British Airways Airbus A320-232
Photograph ©2017 by Brian Cohen.

Class Action Lawsuit Against British Airways “An Enormous Victory For Frequent Flier Travelers”?

If you have ever attempted to redeemed frequent flier loyalty program miles for a transoceanic flight — especially when traveling to the United States — you might have noticed that a fee is added along with the taxes. That fee was originally introduced as a fuel surcharge when prices for fuel skyrocketed years ago for a number of reasons — but as fuel prices had since subsided in recent years, the fuel surcharge was conveniently renamed as a carrier-imposed surcharge, which is basically a way for the airlines to arbitrarily charge you extra simply because they can.

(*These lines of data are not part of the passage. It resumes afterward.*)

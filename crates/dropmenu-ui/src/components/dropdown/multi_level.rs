//! Multi-level dropdown: top-level entries may open one nested list.
//!
//! # Design
//! - Only one nested list is open at a time; the state machine keeps a single expanded parent.
//! - Hover opens on enter and closes on leave, so moving across entries never flickers.
//! - Nested key events are contained so the parent entry's handler never double-handles them.

use super::controller::use_dropdown;
use super::parts::{chevron, render_menu, render_trigger};
use crate::core::menu::{MenuItem, MenuKind};
use yew::prelude::*;

#[derive(Properties, PartialEq)]
pub(crate) struct MultiLevelDropdownProps {
    pub(crate) label: AttrValue,
    pub(crate) items: Vec<MenuItem>,
    #[prop_or_default]
    pub(crate) id: Option<AttrValue>,
    #[prop_or_default]
    pub(crate) class: Classes,
}

#[function_component(MultiLevelDropdown)]
pub(crate) fn multi_level_dropdown(props: &MultiLevelDropdownProps) -> Html {
    let handle = use_dropdown(props.items.clone(), MenuKind::Nested, props.id.clone(), None);
    let trigger = render_trigger(
        &handle,
        classes!("btn", "btn-outline", "btn-sm", "h-10", "px-4"),
        None,
        html! {
            <>
                {props.label.clone()}
                <span class="ml-2">{chevron(handle.state.is_open())}</span>
            </>
        },
    );

    html! {
        <div class={classes!("relative", "inline-block", props.class.clone())} ref={handle.root_ref.clone()}>
            {trigger}
            {render_menu(&handle, &props.items)}
        </div>
    }
}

Class Action Lawsuit Against British Airways “An Enormous Victory For Frequent Flier Travelers”?

The marketing departments of airlines constantly tout about how valuable are their frequent flier loyalty program miles with which you can travel all over the world…

…but when the carrier-imposed surcharge — which can literally add hundreds of dollars to the cost of what is supposed to be an award ticket — approach the cost of a revenue ticket, the award ticket suddenly becomes worthless…

…and thus, arguably so do the miles which were to be redeemed to purchase that award ticket.

This irritating practice came to a head in November of 2012, when plaintiffs asserted in a “complaint that British Airways did not tie its fuel surcharges to fuel prices, but instead used the fuel surcharge as an opportunity to charge its Executive Club members hundreds of dollars for each reward ticket”, according to this article written by Juan Carlos Rodriguez for Law360, which states that a federal judge in the United States District Court for the Eastern District of New York on Friday, November 8, 2013 “rejected British Airways PLC’s bid to toss a proposed class action accusing it of violating its frequent-flier program contract by imposing impermissible fuel surcharges on rewards flights, saying the claim wasn’t preempted by federal law.”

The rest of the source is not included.